(DATA PROVIDED Opens)

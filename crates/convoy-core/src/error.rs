//! Error types for the Convoy workspace.

use serde::{Deserialize, Serialize};
use thiserror::Error;

/// A shared error type for the conversation core.
///
/// Every failure the router can observe is represented here; nothing is
/// allowed to unwind past the router boundary. Variants map to how the
/// failure is handled: validation errors are logged and dropped, registry
/// misses become non-fatal notices, runner failures become a terminal
/// status on the conversation state, and confirmation conflicts are
/// rejected without any state change.
#[derive(Error, Debug, Clone, Serialize, Deserialize)]
pub enum ConvoyError {
    /// Entity not found error with type information
    #[error("Entity not found: {entity_type} '{id}'")]
    NotFound { entity_type: String, id: String },

    /// Malformed or unroutable event, rejected at the router
    #[error("Validation error: {0}")]
    Validation(String),

    /// Agent or tool execution error surfaced by a runner
    #[error("Runner failure in conversation '{conversation_id}': {message}")]
    RunnerFailure {
        conversation_id: String,
        message: String,
    },

    /// Decision received for an already-resolved, out-of-order, or unknown
    /// pending action
    #[error("Confirmation conflict for action '{action_id}': {reason}")]
    ConfirmationConflict { action_id: String, reason: String },

    /// Configuration error (agent config could not be obtained)
    #[error("Configuration error: {0}")]
    Config(String),

    /// Internal error (should not happen in normal operation)
    #[error("Internal error: {0}")]
    Internal(String),
}

impl ConvoyError {
    /// Creates a NotFound error
    pub fn not_found(entity_type: impl Into<String>, id: impl Into<String>) -> Self {
        Self::NotFound {
            entity_type: entity_type.into(),
            id: id.into(),
        }
    }

    /// Creates a Validation error
    pub fn validation(message: impl Into<String>) -> Self {
        Self::Validation(message.into())
    }

    /// Creates a RunnerFailure error
    pub fn runner_failure(
        conversation_id: impl Into<String>,
        message: impl Into<String>,
    ) -> Self {
        Self::RunnerFailure {
            conversation_id: conversation_id.into(),
            message: message.into(),
        }
    }

    /// Creates a ConfirmationConflict error
    pub fn confirmation_conflict(
        action_id: impl Into<String>,
        reason: impl Into<String>,
    ) -> Self {
        Self::ConfirmationConflict {
            action_id: action_id.into(),
            reason: reason.into(),
        }
    }

    /// Creates a Config error
    pub fn config(message: impl Into<String>) -> Self {
        Self::Config(message.into())
    }

    /// Creates an Internal error
    pub fn internal(message: impl Into<String>) -> Self {
        Self::Internal(message.into())
    }

    /// Check if this is a NotFound error
    pub fn is_not_found(&self) -> bool {
        matches!(self, Self::NotFound { .. })
    }

    /// Check if this is a Validation error
    pub fn is_validation(&self) -> bool {
        matches!(self, Self::Validation(_))
    }

    /// Check if this is a ConfirmationConflict error
    pub fn is_confirmation_conflict(&self) -> bool {
        matches!(self, Self::ConfirmationConflict { .. })
    }

    /// Check if this is a RunnerFailure error
    pub fn is_runner_failure(&self) -> bool {
        matches!(self, Self::RunnerFailure { .. })
    }
}

impl From<serde_json::Error> for ConvoyError {
    fn from(err: serde_json::Error) -> Self {
        Self::Internal(format!("JSON serialization error: {}", err))
    }
}

/// A type alias for `Result<T, ConvoyError>`.
pub type Result<T> = std::result::Result<T, ConvoyError>;
#[tokio::test]
async fn progress_updates_metrics_and_elapsed() {
    let delta = ConversationMetrics {
        input_tokens: 120,
        output_tokens: 40,
        context_window: 8192,
        accumulated_cost: 0.01,
    };
    let (manager, _backend) = manager_with_script(
        vec![vec![
            ScriptStep::Metrics(delta),
            ScriptStep::Progress("done".to_string()),
        ]],
        ConfirmationPolicy::AlwaysConfirm,
    );
    let mut states = manager.watch_state();

    manager.create_conversation().await.unwrap();
    manager.send_message("measure").await.unwrap();

    let measured = wait_for_state(&mut states, |s| s.metrics.input_tokens == 120).await;
    assert_eq!(measured.metrics.output_tokens, 40);
    assert_eq!(measured.metrics.context_window, 8192);

    wait_for_state(&mut states, |s| !s.running).await;
}

#[tokio::test]
async fn new_message_lifts_an_explicit_pause() {
    let (manager, _backend) = manager_with_script(
        vec![vec![ScriptStep::Progress("back to work".to_string())]],
        ConfirmationPolicy::AlwaysConfirm,
    );
    let mut states = manager.watch_state();

    manager.create_conversation().await.unwrap();
    wait_for_state(&mut states, |s| s.conversation_id.is_some()).await;

    manager.pause_current().await.unwrap();

    // The paused worker must wake up and run the new turn to completion.
    let mut changes = manager.subscribe_changes();
    manager.send_message("keep going").await.unwrap();
    wait_for_running(&mut changes, true).await;
    wait_for_running(&mut changes, false).await;

    let done = manager.current_state();
    assert!(done.last_error.is_none());
    assert_eq!(done.title, "keep going");
}

#[tokio::test]
async fn messages_do_not_leak_into_other_conversations() {
    let delta = ConversationMetrics {
        input_tokens: 7,
        output_tokens: 3,
        context_window: 2048,
        accumulated_cost: 0.001,
    };
    let (manager, _backend) = manager_with_script(
        vec![vec![
            ScriptStep::Metrics(delta),
            ScriptStep::Progress("first conversation work".to_string()),
        ]],
        ConfirmationPolicy::AlwaysConfirm,
    );
    let mut states = manager.watch_state();

    manager.create_conversation().await.unwrap();
    let first = wait_for_state(&mut states, |s| s.conversation_id.is_some()).await;
    let first_id = first.conversation_id.unwrap();

    manager.create_conversation().await.unwrap();
    let second = wait_for_state(&mut states, |s| {
        s.conversation_id.as_deref() != Some(first_id.as_str())
    })
    .await;
    let second_id = second.conversation_id.unwrap();

    manager.switch_to(&first_id).await.unwrap();
    wait_for_state(&mut states, |s| {
        s.conversation_id.as_deref() == Some(first_id.as_str())
    })
    .await;

    let mut changes = manager.subscribe_changes();
    manager.send_message("only for the first").await.unwrap();
    wait_for_running(&mut changes, true).await;
    wait_for_running(&mut changes, false).await;

    let done = manager.current_state();
    assert_eq!(done.metrics.input_tokens, 7);
    assert_eq!(done.title, "only for the first");

    // The other conversation's runner never saw any of it.
    manager.switch_to(&second_id).await.unwrap();
    let other = wait_for_state(&mut states, |s| {
        s.conversation_id.as_deref() == Some(second_id.as_str())
    })
    .await;
    assert!(!other.running);
    assert_eq!(other.pending_action_count, 0);
    assert_eq!(other.metrics, ConversationMetrics::default());
    assert_eq!(other.elapsed_seconds, 0.0);
    assert_eq!(other.title, "New conversation");
    assert!(other.last_error.is_none());
}

#[tokio::test]
async fn decisions_and_pauses_need_a_conversation() {
    let (manager, _backend) =
        manager_with_script(vec![], ConfirmationPolicy::AlwaysConfirm);

    let err = manager.answer_confirmation("any", true).await.unwrap_err();
    assert!(err.is_validation());

    let err = manager.pause_current().await.unwrap_err();
    assert!(err.is_validation());
}
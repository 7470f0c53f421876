//! Foreground switching and cooperative pause.

use convoy_core::{
    ConfirmationPolicyService, ConversationState, ConvoyError, Result, StateSnapshot,
};
use convoy_runtime::RunnerRegistry;

/// Moves the foreground between conversations.
///
/// A switch pauses the outgoing runner, swaps the whole state snapshot
/// in one transition, then resumes the incoming runner. Observers never
/// see the new conversation id paired with the old conversation's data.
pub struct ConversationSwitchController;

impl ConversationSwitchController {
    /// Foregrounds `target_id`.
    ///
    /// Switching to the already-active conversation is a no-op.
    ///
    /// # Errors
    ///
    /// Returns `NotFound` for an unknown id; the current selection and
    /// state are unchanged.
    pub async fn switch_to(
        &self,
        state: &mut ConversationState,
        registry: &RunnerRegistry,
        policy: &ConfirmationPolicyService,
        target_id: &str,
    ) -> Result<()> {
        if state.conversation_id() == Some(target_id) {
            return Ok(());
        }
        let Some(target) = registry.get(target_id).await else {
            return Err(ConvoyError::not_found("conversation", target_id));
        };

        if let Some(outgoing) = registry.current().await {
            outgoing.pause().await;
        }
        registry.set_current(target_id).await?;

        let runner = target.snapshot().await;
        let title = registry
            .title(target_id)
            .await
            .unwrap_or_else(|| "New conversation".to_string());
        state.replace(StateSnapshot {
            running: runner.running,
            conversation_id: Some(target_id.to_string()),
            title,
            confirmation_policy: policy.policy(),
            pending_action_count: runner.pending_actions.len(),
            pending_actions: runner.pending_actions,
            elapsed_seconds: runner.elapsed_seconds,
            metrics: runner.metrics,
            last_error: runner.last_error,
        });

        target.resume().await;
        tracing::info!(conversation_id = %target_id, "conversation foregrounded");
        Ok(())
    }

    /// Signals a cooperative pause to the active conversation's runner.
    ///
    /// # Errors
    ///
    /// Returns a validation error when no conversation is foregrounded.
    pub async fn pause_current(&self, registry: &RunnerRegistry) -> Result<()> {
        let Some(runner) = registry.current().await else {
            return Err(ConvoyError::validation("no active conversation"));
        };
        runner.pause().await;
        Ok(())
    }

    /// Marks the active conversation as no longer running once its
    /// runner acknowledges a pause. Acknowledgments from background
    /// conversations are dropped.
    pub fn handle_runner_paused(
        &self,
        state: &mut ConversationState,
        conversation_id: &str,
    ) -> Result<()> {
        if state.conversation_id() != Some(conversation_id) {
            tracing::debug!(
                conversation_id = %conversation_id,
                "pause acknowledgment from background conversation dropped"
            );
            return Ok(());
        }
        state.set_running(false);
        Ok(())
    }
}
//! Conversation domain module.
//!
//! Contains the conversation identity model, usage metrics, and the
//! pending-action types used by the confirmation flow.

mod model;
mod pending;

pub use model::{Conversation, ConversationMetrics, RunStatus};
pub use pending::{PendingAction, RiskLevel};
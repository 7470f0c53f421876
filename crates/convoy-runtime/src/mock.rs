//! Test doubles for the backend and sink seams.
//!
//! These live in the library (not behind `cfg(test)`) so integration
//! tests and downstream composition roots can script conversations
//! without a real agent.

use std::collections::VecDeque;
use std::sync::Arc;

use async_trait::async_trait;
use convoy_core::{ConversationMetrics, ConvoyError, EventSink, Result, RiskLevel, RunnerEvent};
use tokio::sync::{Mutex, mpsc};

use crate::backend::{AgentBackend, TurnOutcome};
use crate::runner::TurnHandle;

/// One scripted step of an agent turn.
#[derive(Debug, Clone)]
pub enum ScriptStep {
    /// Emit incremental display output.
    Progress(String),
    /// Report a usage delta.
    Metrics(ConversationMetrics),
    /// Propose one action and await its decision.
    Propose { description: String, risk: RiskLevel },
    /// Propose several actions at once, then await their decisions in
    /// proposal order.
    ProposeBatch(Vec<(String, RiskLevel)>),
    /// Fail the turn with this message.
    Fail(String),
}

/// Backend that replays a fixed script, one step list per turn.
///
/// Turns beyond the script echo the input back as progress. Decisions
/// received for proposed actions are recorded for inspection.
pub struct ScriptedBackend {
    turns: Mutex<VecDeque<Vec<ScriptStep>>>,
    approvals: Mutex<Vec<bool>>,
}

impl ScriptedBackend {
    pub fn new(turns: Vec<Vec<ScriptStep>>) -> Self {
        Self {
            turns: Mutex::new(turns.into()),
            approvals: Mutex::new(Vec::new()),
        }
    }

    /// Decisions observed so far, in the order they resolved.
    pub async fn approvals(&self) -> Vec<bool> {
        self.approvals.lock().await.clone()
    }
}

#[async_trait]
impl AgentBackend for ScriptedBackend {
    async fn run_turn(&self, input: &str, turn: &mut TurnHandle) -> Result<TurnOutcome> {
        let steps = self.turns.lock().await.pop_front();
        let Some(steps) = steps else {
            turn.progress(format!("echo: {input}")).await;
            return Ok(TurnOutcome::default());
        };

        for step in steps {
            match step {
                ScriptStep::Progress(text) => turn.progress(text).await,
                ScriptStep::Metrics(delta) => turn.record_metrics(delta).await,
                ScriptStep::Propose { description, risk } => {
                    let approved = turn.propose(description, risk).await?;
                    self.approvals.lock().await.push(approved);
                }
                ScriptStep::ProposeBatch(actions) => {
                    let approved = turn.propose_many(actions).await?;
                    self.approvals.lock().await.extend(approved);
                }
                ScriptStep::Fail(message) => {
                    return Err(ConvoyError::runner_failure(turn.conversation_id(), message));
                }
            }
        }
        Ok(TurnOutcome::default())
    }
}

/// Sink that forwards runner events into an unbounded channel.
pub struct ChannelSink {
    tx: mpsc::UnboundedSender<RunnerEvent>,
}

impl ChannelSink {
    pub fn new() -> (Arc<Self>, mpsc::UnboundedReceiver<RunnerEvent>) {
        let (tx, rx) = mpsc::unbounded_channel();
        (Arc::new(Self { tx }), rx)
    }
}

impl EventSink for ChannelSink {
    fn emit(&self, event: RunnerEvent) {
        // Dropped receiver means the observer went away; nothing to do.
        let _ = self.tx.send(event);
    }
}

(DATA PROVIDED Closes)

Would you give the number of lines in this listing that include "bool"? Only the number, please.

### RESPONSE FOR THIS EXERCISE
6